Las protestas callejeras han sido tan civilizadas que la policía advertía de las cargas e informaba después del número exacto de lanzamientos de botes de humo. Después de las marchas, los activistas recogían la basura. Pero algo se torció cuando miles de jóvenes asaltaron el 2 de julio el Parlamento. Esas imágenes de violencia les hicieron perder apoyos. Es lo que busca China.

El Gobierno de Xi Jinping ha lanzado una velada amenaza hace unos días al hablar de “caos” y de “daños a la economía” tras dos meses de protestas. Los acuerdos de 1997 contemplan la intervención directa de Pekín en caso de grave peligro. De momento, esa intervención sería contraproducente, habría muertos y recordaría a Tiananmen. No es lo que más le conviene a la paciente Pekín, que siempre trabaja a una o dos generaciones vista.

Parte de la reciente violencia se debió a la presencia de miembros de la triada (mafia china) que atacaron con palos a los manifestantes. Una minoría ha contestado armándose también con bastones para defenderse aunque ha terminado por atacar a la policía. Pese a que los violentos no superan los 20.000 han manchado a todo el movimiento democrático. La creación del escenario caótico marcha por buen camino.

El peso económico

El acuerdo de 1997 recogía la entrada diaria de 150 chinos, seleccionados por Pekín, para integrarse a vivir y trabajar en Hong Kong.

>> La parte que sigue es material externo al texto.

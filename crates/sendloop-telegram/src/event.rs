// SPDX-FileCopyrightText: 2026 Sendloop Contributors
// SPDX-License-Identifier: MIT OR Apache-2.0

//! Telegram update to [`InboundEvent`] mapping.

use sendloop_core::{ChatType, InboundEvent};
use teloxide::prelude::*;
use teloxide::types::ChatKind;

/// Classify a Telegram chat for the chat log.
pub fn classify_chat(msg: &Message) -> ChatType {
    match msg.chat.kind {
        ChatKind::Private(_) => ChatType::Private,
        _ if msg.chat.is_channel() => ChatType::Channel,
        _ => ChatType::Group,
    }
}

/// Convert a Telegram message into a channel-agnostic inbound event.
///
/// Returns `None` for non-text messages (stickers, media, service messages);
/// the router only auto-replies to text.
pub fn to_inbound_event(msg: &Message, bot_user_id: u64) -> Option<InboundEvent> {
    let text = msg.text()?.to_string();

    let sender_id = msg
        .from
        .as_ref()
        .map(|u| u.id.0.to_string())
        .unwrap_or_else(|| "unknown".to_string());

    let from_self = msg.from.as_ref().is_some_and(|u| u.id.0 == bot_user_id);

    Some(InboundEvent {
        chat_id: msg.chat.id.0.to_string(),
        chat_type: classify_chat(msg),
        sender_id,
        text,
        from_self,
        external_id: Some(msg.id.0.to_string()),
        timestamp: msg.date.to_rfc3339(),
    })
}

#[cfg(test)]
mod tests {
    use super::*;

    /// Build a mock message from JSON, matching Telegram Bot API structure.
    fn make_message(chat: serde_json::Value, from_id: u64, text: &str) -> Message {
        let json = serde_json::json!({
            "message_id": 7,
            "date": 1700000000i64,
            "chat": chat,
            "from": {
                "id": from_id,
                "is_bot": false,
                "first_name": "Test",
            },
            "text": text,
        });
        serde_json::from_value(json).expect("failed to deserialize mock message")
    }

    fn private_chat(id: i64) -> serde_json::Value {
        serde_json::json!({"id": id, "type": "private", "first_name": "Test"})
    }

    #[test]
    fn maps_private_text_message() {
        let msg = make_message(private_chat(12345), 12345, "hello");
        let event = to_inbound_event(&msg, 999).unwrap();

        assert_eq!(event.chat_id, "12345");
        assert_eq!(event.chat_type, ChatType::Private);
        assert_eq!(event.sender_id, "12345");
        assert_eq!(event.text, "hello");
        assert!(!event.from_self);
        assert_eq!(event.external_id.as_deref(), Some("7"));
    }

    #[test]
    fn detects_own_messages() {
        let msg = make_message(private_chat(12345), 999, "echo");
        let event = to_inbound_event(&msg, 999).unwrap();
        assert!(event.from_self);
    }

    #[test]
    fn classifies_group_chats() {
        let chat = serde_json::json!({
            "id": -100123i64,
            "type": "supergroup",
            "title": "Test Group",
        });
        let msg = make_message(chat, 12345, "hi all");
        let event = to_inbound_event(&msg, 999).unwrap();
        assert_eq!(event.chat_type, ChatType::Group);
        assert_eq!(event.chat_id, "-100123");
    }

    #[test]
    fn skips_non_text_messages() {
        let json = serde_json::json!({
            "message_id": 8,
            "date": 1700000000i64,
            "chat": private_chat(12345),
            "from": {"id": 12345u64, "is_bot": false, "first_name": "Test"},
            "sticker": {
                "file_id": "abc",
                "file_unique_id": "def",
                "type": "regular",
                "width": 512,
                "height": 512,
                "is_animated": false,
                "is_video": false,
            },
        });
        let msg: Message = serde_json::from_value(json).unwrap();
        assert!(to_inbound_event(&msg, 999).is_none());
    }
}
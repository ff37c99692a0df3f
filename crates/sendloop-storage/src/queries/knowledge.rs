// SPDX-FileCopyrightText: 2026 Sendloop Contributors
// SPDX-License-Identifier: MIT OR Apache-2.0

//! Knowledge base lookup. The router only ever reads active entries; rows are
//! seeded by external tooling or tests.

use rusqlite::params;
use sendloop_core::{SendloopError, TenantId};
use uuid::Uuid;

use crate::database::Database;
use crate::models::KnowledgeEntryRow;

/// All active entries for a tenant, insertion order.
pub async fn active_entries(
    db: &Database,
    tenant: &TenantId,
) -> Result<Vec<KnowledgeEntryRow>, SendloopError> {
    let tenant = tenant.as_str().to_string();
    db.connection()
        .call(move |conn| {
            let mut stmt = conn.prepare(
                "SELECT id, tenant_id, keyword, answer, is_active, created_at
                 FROM knowledge_entries
                 WHERE tenant_id = ?1 AND is_active = 1
                 ORDER BY created_at, id",
            )?;
            let rows = stmt.query_map(params![tenant], |row| {
                Ok(KnowledgeEntryRow {
                    id: row.get(0)?,
                    tenant_id: row.get(1)?,
                    keyword: row.get(2)?,
                    answer: row.get(3)?,
                    is_active: row.get::<_, i64>(4)? != 0,
                    created_at: row.get(5)?,
                })
            })?;
            let mut entries = Vec::new();
            for row in rows {
                entries.push(row?);
            }
            Ok(entries)
        })
        .await
        .map_err(crate::database::map_tr_err)
}

/// Insert one entry. Returns its generated id.
pub async fn insert_entry(
    db: &Database,
    tenant: &TenantId,
    keyword: &str,
    answer: &str,
) -> Result<String, SendloopError> {
    let id = Uuid::new_v4().to_string();
    let returned = id.clone();
    let tenant = tenant.as_str().to_string();
    let keyword = keyword.to_string();
    let answer = answer.to_string();
    db.connection()
        .call(move |conn| {
            conn.execute(
                "INSERT INTO knowledge_entries (id, tenant_id, keyword, answer)
                 VALUES (?1, ?2, ?3, ?4)",
                params![id, tenant, keyword, answer],
            )?;
            Ok(())
        })
        .await
        .map_err(crate::database::map_tr_err)?;
    Ok(returned)
}

/// Soft-delete an entry. Returns false when the id is unknown.
pub async fn deactivate_entry(db: &Database, id: &str) -> Result<bool, SendloopError> {
    let id = id.to_string();
    db.connection()
        .call(move |conn| {
            let changed = conn.execute(
                "UPDATE knowledge_entries SET is_active = 0 WHERE id = ?1",
                params![id],
            )?;
            Ok(changed == 1)
        })
        .await
        .map_err(crate::database::map_tr_err)
}

#[cfg(test)]
mod tests {
    use super::*;
    use tempfile::tempdir;

    async fn setup_db() -> (Database, tempfile::TempDir) {
        let dir = tempdir().unwrap();
        let db_path = dir.path().join("test.db");
        let db = Database::open(db_path.to_str().unwrap()).await.unwrap();
        (db, dir)
    }

    #[tokio::test]
    async fn insert_then_list_active() {
        let (db, _dir) = setup_db().await;
        let tenant = TenantId::from("acme");

        insert_entry(&db, &tenant, "pricing", "Our plans start at $10/mo.")
            .await
            .unwrap();
        insert_entry(&db, &tenant, "hours", "We're open 9-5 weekdays.")
            .await
            .unwrap();

        let entries = active_entries(&db, &tenant).await.unwrap();
        assert_eq!(entries.len(), 2);
        assert_eq!(entries[0].keyword, "pricing");

        db.close().await.unwrap();
    }

    #[tokio::test]
    async fn deactivated_entries_are_hidden() {
        let (db, _dir) = setup_db().await;
        let tenant = TenantId::from("acme");

        let id = insert_entry(&db, &tenant, "pricing", "answer").await.unwrap();
        assert!(deactivate_entry(&db, &id).await.unwrap());
        assert!(!deactivate_entry(&db, "no-such-id").await.unwrap());

        let entries = active_entries(&db, &tenant).await.unwrap();
        assert!(entries.is_empty());

        db.close().await.unwrap();
    }

    #[tokio::test]
    async fn entries_are_tenant_scoped() {
        let (db, _dir) = setup_db().await;

        insert_entry(&db, &TenantId::from("a"), "kw", "ans").await.unwrap();

        let entries = active_entries(&db, &TenantId::from("b")).await.unwrap();
        assert!(entries.is_empty());

        db.close().await.unwrap();
    }
}
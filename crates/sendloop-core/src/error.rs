// SPDX-FileCopyrightText: 2026 Sendloop Contributors
// SPDX-License-Identifier: MIT OR Apache-2.0

//! Error types for the Sendloop dispatch engine.

use thiserror::Error;

/// The primary error type used across all Sendloop crates.
///
/// Every external call site (channel transport, AI provider, storage, file
/// I/O) is wrapped and converted into one of these categories at the point
/// of failure. Nothing in the engine relies on string-matching error text.
#[derive(Debug, Error)]
pub enum SendloopError {
    /// Configuration errors (invalid TOML, missing required fields, out-of-range values).
    #[error("configuration error: {0}")]
    Config(String),

    /// Storage backend errors (database connection, query failure, serialization).
    #[error("storage error: {source}")]
    Storage {
        source: Box<dyn std::error::Error + Send + Sync>,
    },

    /// Channel transport errors (connection failure, send rejected, invalid recipient).
    #[error("channel error: {message}")]
    Channel {
        message: String,
        source: Option<Box<dyn std::error::Error + Send + Sync>>,
    },

    /// AI completion provider errors (API failure, quota, malformed response).
    #[error("provider error: {message}")]
    Provider {
        message: String,
        source: Option<Box<dyn std::error::Error + Send + Sync>>,
    },

    /// Session teardown failed. Always caught and logged by the session
    /// manager; never propagated to callers of `stop_session`.
    #[error("teardown error on {channel}: {source}")]
    Teardown {
        channel: String,
        source: Box<dyn std::error::Error + Send + Sync>,
    },

    /// Scheduled-job errors (empty target list, malformed stored payload,
    /// illegal status transition).
    #[error("schedule error: {0}")]
    Schedule(String),

    /// Operation timed out.
    #[error("operation timed out after {duration:?}")]
    Timeout { duration: std::time::Duration },

    /// Internal or unexpected errors.
    #[error("internal error: {0}")]
    Internal(String),
}

#[cfg(test)]
mod tests {
    use super::*;

    #[test]
    fn error_display_includes_context() {
        let err = SendloopError::Channel {
            message: "send rejected".into(),
            source: None,
        };
        assert_eq!(err.to_string(), "channel error: send rejected");

        let err = SendloopError::Teardown {
            channel: "telegram-bot".into(),
            source: Box::new(std::io::Error::other("socket closed")),
        };
        assert!(err.to_string().contains("telegram-bot"));
    }

    #[test]
    fn all_variants_constructible() {
        let _ = SendloopError::Config("bad".into());
        let _ = SendloopError::Storage {
            source: Box::new(std::io::Error::other("x")),
        };
        let _ = SendloopError::Provider {
            message: "quota".into(),
            source: None,
        };
        let _ = SendloopError::Schedule("empty target list".into());
        let _ = SendloopError::Timeout {
            duration: std::time::Duration::from_secs(30),
        };
        let _ = SendloopError::Internal("x".into());
    }
}
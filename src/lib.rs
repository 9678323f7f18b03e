pub mod api;
pub mod client;
pub mod db;
pub mod errors;
pub mod models;
pub mod service;
pub mod settings;

use crate::db::JsonFileStore;
use crate::errors::AppResult;
use crate::service::TodoService;
use crate::settings::AppSettings;
use anyhow::Context;
use std::path::{Path, PathBuf};
use tracing_appender::non_blocking::WorkerGuard;
use tracing_appender::rolling::RollingFileAppender;
use tracing_subscriber::EnvFilter;

const LOG_FILE_NAME: &str = "server.log";
const DEFAULT_LOG_FILTER: &str = "info";

static LOG_GUARD: std::sync::OnceLock<WorkerGuard> = std::sync::OnceLock::new();

/// Constructs the service over `database_path` and performs the one-time load
/// that creates the backing file if needed.
pub async fn build_service(database_path: impl Into<PathBuf>) -> AppResult<TodoService> {
    let service = TodoService::new(JsonFileStore::new(database_path));
    let count = service.initialize().await?;
    tracing::info!(todos = count, "todo store ready");
    Ok(service)
}

pub async fn run() -> anyhow::Result<()> {
    let settings = AppSettings::from_env()?;
    init_tracing(&settings).context("failed to initialize tracing")?;

    let service = build_service(&settings.database_path)
        .await
        .with_context(|| format!("failed to open {}", settings.database_path.display()))?;
    let listener = tokio::net::TcpListener::bind(settings.bind_address)
        .await
        .with_context(|| format!("failed to bind {}", settings.bind_address))?;
    tracing::info!(address = %settings.bind_address, path = %settings.database_path.display(), "serving todo api");

    axum::serve(listener, api::router(service))
        .with_graceful_shutdown(shutdown_signal())
        .await
        .context("server error")?;

    tracing::info!("server stopped");
    Ok(())
}

async fn shutdown_signal() {
    if let Err(error) = tokio::signal::ctrl_c().await {
        tracing::warn!(error = %error, "failed to listen for shutdown signal");
        std::future::pending::<()>().await;
    }
}

/// Daily-rolling JSON log under `settings.log_dir`. `RUST_LOG` overrides the
/// default filter.
fn init_tracing(settings: &AppSettings) -> anyhow::Result<()> {
    let (writer, guard) = tracing_appender::non_blocking(log_appender(&settings.log_dir)?);
    let _ = LOG_GUARD.set(guard);

    let filter = EnvFilter::try_from_default_env().unwrap_or_else(|_| EnvFilter::new(DEFAULT_LOG_FILTER));
    tracing_subscriber::fmt()
        .with_env_filter(filter)
        .json()
        .flatten_event(true)
        .with_writer(writer)
        .try_init()
        .map_err(|error| anyhow::anyhow!("failed to install log subscriber: {}", error))
}

fn log_appender(log_dir: &Path) -> AppResult<RollingFileAppender> {
    std::fs::create_dir_all(log_dir)?;
    Ok(tracing_appender::rolling::daily(log_dir, LOG_FILE_NAME))
}
use crate::errors::AppError;
use crate::models::{CreateTodoPayload, ErrorBody, SuccessResponse, Todo, UpdateTodoPayload};
use crate::service::TodoService;
use axum::extract::rejection::JsonRejection;
use axum::extract::{Path, State};
use axum::http::{Method, StatusCode};
use axum::response::{IntoResponse, Response};
use axum::routing::{get, put};
use axum::{Json, Router};

pub fn router(service: TodoService) -> Router {
    Router::new()
        .route(
            "/api/todos",
            get(list_todos)
                .post(create_todo)
                .fallback(method_not_allowed),
        )
        .route(
            "/api/todos/{id}",
            put(update_todo)
                .delete(delete_todo)
                .fallback(item_method_not_allowed),
        )
        .with_state(service)
}

impl IntoResponse for AppError {
    fn into_response(self) -> Response {
        let status = StatusCode::from_u16(self.status_code()).unwrap_or(StatusCode::INTERNAL_SERVER_ERROR);
        if status.is_server_error() {
            tracing::warn!(error = %self, "request failed with server fault");
        }
        let body = ErrorBody {
            status_code: status.as_u16(),
            message: self.message().to_string(),
        };
        (status, Json(body)).into_response()
    }
}

async fn list_todos(State(service): State<TodoService>) -> Result<Json<Vec<Todo>>, AppError> {
    service.list().await.map(Json)
}

async fn create_todo(
    State(service): State<TodoService>,
    body: Result<Json<CreateTodoPayload>, JsonRejection>,
) -> Result<Json<Todo>, AppError> {
    let Json(payload) = body.map_err(invalid_body)?;
    service.create(payload).await.map(Json)
}

async fn update_todo(
    State(service): State<TodoService>,
    Path(raw_id): Path<String>,
    body: Result<Json<UpdateTodoPayload>, JsonRejection>,
) -> Result<Json<Todo>, AppError> {
    let id = parse_todo_id(&raw_id)?;
    let Json(patch) = body.map_err(invalid_body)?;
    service.update(id, patch).await.map(Json)
}

async fn delete_todo(
    State(service): State<TodoService>,
    Path(raw_id): Path<String>,
) -> Result<Json<SuccessResponse>, AppError> {
    let id = parse_todo_id(&raw_id)?;
    service.delete(id).await.map(Json)
}

async fn method_not_allowed(method: Method) -> AppError {
    AppError::MethodNotAllowed(format!("Method {} is not supported", method))
}

/// A malformed id is reported before an unsupported method.
async fn item_method_not_allowed(Path(raw_id): Path<String>, method: Method) -> AppError {
    match parse_todo_id(&raw_id) {
        Ok(_) => method_not_allowed(method).await,
        Err(error) => error,
    }
}

fn parse_todo_id(raw: &str) -> Result<u64, AppError> {
    match raw.parse::<u64>() {
        Ok(id) if id > 0 => Ok(id),
        _ => Err(AppError::Validation(format!("Invalid todo id '{}'", raw))),
    }
}

fn invalid_body(rejection: JsonRejection) -> AppError {
    AppError::Validation(format!("Invalid request body: {}", rejection.body_text()))
}
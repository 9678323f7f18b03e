use serde::{Deserialize, Serialize};

#[derive(Debug, Clone, PartialEq, Eq, Serialize, Deserialize)]
#[serde(rename_all = "camelCase")]
pub struct Todo {
    pub id: u64,
    pub text: String,
    pub completed: bool,
    /// ISO-8601 timestamp, set once at creation.
    pub created_at: String,
}

/// On-disk shape of the backing file.
#[derive(Debug, Clone, Default, PartialEq, Eq, Serialize, Deserialize)]
pub struct TodoDocument {
    pub todos: Vec<Todo>,
}

#[derive(Debug, Clone, Default, Serialize, Deserialize)]
pub struct CreateTodoPayload {
    #[serde(default)]
    pub text: Option<String>,
}

impl CreateTodoPayload {
    pub fn new(text: impl Into<String>) -> Self {
        Self {
            text: Some(text.into()),
        }
    }
}

/// Partial update. Only `text` and `completed` are mutable; any other field in
/// the request body (including `id` and `createdAt`) is dropped on deserialize.
#[derive(Debug, Clone, Default, PartialEq, Eq, Serialize, Deserialize)]
#[serde(rename_all = "camelCase")]
pub struct UpdateTodoPayload {
    #[serde(default, skip_serializing_if = "Option::is_none")]
    pub text: Option<String>,
    #[serde(default, skip_serializing_if = "Option::is_none")]
    pub completed: Option<bool>,
}

impl UpdateTodoPayload {
    pub fn completed(completed: bool) -> Self {
        Self {
            completed: Some(completed),
            ..Self::default()
        }
    }

    pub fn text(text: impl Into<String>) -> Self {
        Self {
            text: Some(text.into()),
            ..Self::default()
        }
    }
}

#[derive(Debug, Clone, Copy, PartialEq, Eq, Serialize, Deserialize)]
pub struct SuccessResponse {
    pub success: bool,
}

#[derive(Debug, Clone, PartialEq, Eq, Serialize, Deserialize)]
#[serde(rename_all = "camelCase")]
pub struct ErrorBody {
    pub status_code: u16,
    pub message: String,
}
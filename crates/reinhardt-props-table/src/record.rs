//! Property records and the link table

use serde::{Deserialize, Serialize};
use std::collections::HashMap;

/// Mapping from a type identifier to the URL documenting it.
///
/// Keys are matched against whole word tokens, case-sensitively.
pub type LinkTable = HashMap<String, String>;

/// One documented property of an API surface.
///
/// Every field except `name` is optional. An empty string is treated the
/// same as a missing field everywhere in this crate.
#[derive(Debug, Clone, Default, PartialEq, Eq, Serialize, Deserialize)]
pub struct PropertyRecord {
	/// Property name, also the source of the row anchor
	pub name: String,
	/// Type signature, linkified on render
	#[serde(rename = "type", default, skip_serializing_if = "Option::is_none")]
	pub ty: Option<String>,
	/// Default value, linkified on render
	#[serde(default, skip_serializing_if = "Option::is_none")]
	pub default: Option<String>,
	/// Free-text description shown under the type
	#[serde(default, skip_serializing_if = "Option::is_none")]
	pub description: Option<String>,
	/// Code example shown under the description
	#[serde(default, skip_serializing_if = "Option::is_none")]
	pub example: Option<String>,
}

impl PropertyRecord {
	/// Creates a record with only a name.
	///
	/// Without further fields this record renders as a section heading.
	///
	/// # Example
	///
	/// ```rust
	/// use reinhardt_props_table::PropertyRecord;
	///
	/// let record = PropertyRecord::new("width").ty("number").default_value("100");
	/// assert_eq!(record.type_text(), Some("number"));
	/// assert!(!record.is_heading());
	/// ```
	pub fn new(name: impl Into<String>) -> Self {
		Self {
			name: name.into(),
			..Self::default()
		}
	}

	/// Sets the type signature
	pub fn ty(mut self, ty: impl Into<String>) -> Self {
		self.ty = Some(ty.into());
		self
	}

	/// Sets the default value
	pub fn default_value(mut self, default: impl Into<String>) -> Self {
		self.default = Some(default.into());
		self
	}

	/// Sets the description
	pub fn description(mut self, description: impl Into<String>) -> Self {
		self.description = Some(description.into());
		self
	}

	/// Sets the example
	pub fn example(mut self, example: impl Into<String>) -> Self {
		self.example = Some(example.into());
		self
	}

	/// Returns the type signature if present and non-empty
	pub fn type_text(&self) -> Option<&str> {
		non_empty(&self.ty)
	}

	/// Returns the default value if present and non-empty
	pub fn default_text(&self) -> Option<&str> {
		non_empty(&self.default)
	}

	/// Returns the description if present and non-empty
	pub fn description_text(&self) -> Option<&str> {
		non_empty(&self.description)
	}

	/// Returns the example if present and non-empty
	pub fn example_text(&self) -> Option<&str> {
		non_empty(&self.example)
	}

	/// Returns whether this record is a pure section heading.
	///
	/// See [`is_heading`].
	pub fn is_heading(&self) -> bool {
		is_heading(self)
	}
}

/// A record is a heading when it has no type, description, or default.
///
/// The name is not consulted here; a nameless heading simply renders
/// without a label.
pub fn is_heading(record: &PropertyRecord) -> bool {
	record.type_text().is_none()
		&& record.description_text().is_none()
		&& record.default_text().is_none()
}

fn non_empty(field: &Option<String>) -> Option<&str> {
	field.as_deref().filter(|s| !s.is_empty())
}
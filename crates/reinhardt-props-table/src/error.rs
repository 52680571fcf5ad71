//! Error types for reinhardt-props-table
//!
//! Rendering itself never fails; only loading a property document from
//! disk or from serialized text can produce an error.

use std::path::PathBuf;
use thiserror::Error;

/// Error type for property document loading
#[derive(Debug, Error)]
pub enum PropsTableError {
	/// The document file could not be read
	#[error("Failed to read {}: {source}", path.display())]
	Io {
		/// Path of the file that failed to load
		path: PathBuf,
		/// Underlying I/O error
		#[source]
		source: std::io::Error,
	},

	/// The document is not valid TOML for the expected shape
	#[error("TOML parse error: {0}")]
	Toml(#[from] toml::de::Error),

	/// The document is not valid JSON for the expected shape
	#[error("JSON parse error: {0}")]
	Json(#[from] serde_json::Error),

	/// The file extension does not map to a known document format
	#[error("Unsupported format: {0}")]
	UnsupportedFormat(String),
}

/// Result type for property document operations
pub type Result<T> = std::result::Result<T, PropsTableError>;
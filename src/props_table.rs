//! Property documentation tables
//!
//! This module provides access to reinhardt-props-table, which renders the
//! "props" tables of API reference pages.
//!
//! ## Architecture
//!
//! - **Records**: one [`PropertyRecord`] per documented property
//! - **Linking**: type names become links through a [`LinkTable`]
//! - **Anchors**: every row is addressable as `#<slug>`
//! - **Documents**: records, links, and options load from TOML or JSON
//!
//! ## Example
//!
//! ```rust
//! use reinhardt_docs::props_table::{LinkTable, PropertyRecord, PropsTable};
//!
//! let html = PropsTable::new(vec![PropertyRecord::new("width").ty("number")])
//!     .links(LinkTable::new())
//!     .render_to_string();
//!
//! assert!(html.contains(r#"id="width""#));
//! ```

// Re-export all reinhardt-props-table functionality
pub use reinhardt_props_table::*;
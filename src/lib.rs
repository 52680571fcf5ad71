//! # Reinhardt Docs
//!
//! Documentation building blocks for sites built with Reinhardt.
//!
//! ## Feature Flags
//!
//! - `props-table` (default) - Property tables for API reference pages
//! - `full` - All features enabled
//!
//! ## Quick Example
//!
//! ```rust
//! use reinhardt_docs::prelude::*;
//!
//! let mut links = LinkTable::new();
//! links.insert("Event".to_string(), "/docs/event".to_string());
//!
//! let table = PropsTable::new(vec![
//!     PropertyRecord::new("Events"),
//!     PropertyRecord::new("onChange").ty("(event: Event) => void"),
//! ])
//! .links(links);
//!
//! assert!(table.render_to_string().contains(r#"href="/docs/event""#));
//! ```

#[cfg(feature = "props-table")]
pub mod props_table;

/// Commonly used types
pub mod prelude {
	#[cfg(feature = "props-table")]
	pub use crate::props_table::{
		AnchorPolicy, Component, LinkTable, PropertyRecord, PropsDocument, PropsTable,
		TableOptions, TableTheme,
	};
}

El objetivo es cambiar la estructura poblacional. El tiempo juega a favor de China. La ciudad china de Shenzhen, al otro lado de la frontera, ya ha superado a Hong Kong en peso económico. Una crisis no tendría tanto impacto para Pekín.

China es la superpotencia emergente que discute el poder global a EEUU. Se calcula que en el 2030 superará a EEUU. El hecho de que Donald Trump sea el presidente es una prueba de que el imperio está en decadencia y los bárbaros se acercan a las murallas de Roma. La diferencia es que esta vez no son bárbaros, sino una gran civilización que regresa tras siglos de atraso y pobreza. Ya no es el país que lo copiaba todo, desde edificios, joyas y relojes. Ahora fabrica originales. Sus avances tecnológicos son asombrosos.

El poder militar

Uno de los puntos potenciales de un conflicto militar con EEUU son las islas artificiales del mar de la China. Xi dijo en su día que eran centros de observación meteorológica. Cuando EEUU quiso reaccionar se encontró con bases militares fuertemente armadas. Otro es Taiwán, una isla renegada para Pekín y un Estado independiente para el resto del mundo, que observa los acontecimientos con cautela porque pueden ser los siguientes.

Los jóvenes hongkoneses juegan con la baza de la presión de Occidente, que no pasará de la protesta verbal. Hablamos de un territorio de soberanía china de 1.100 kilómetros cuadrados y de 7,4 millones de habitantes. Nadie va a empezar una guerra en defensa de sus habitantes. O tal vez sí. Vivimos tiempos confusos en los que, de momento, desaparecieron las certezas.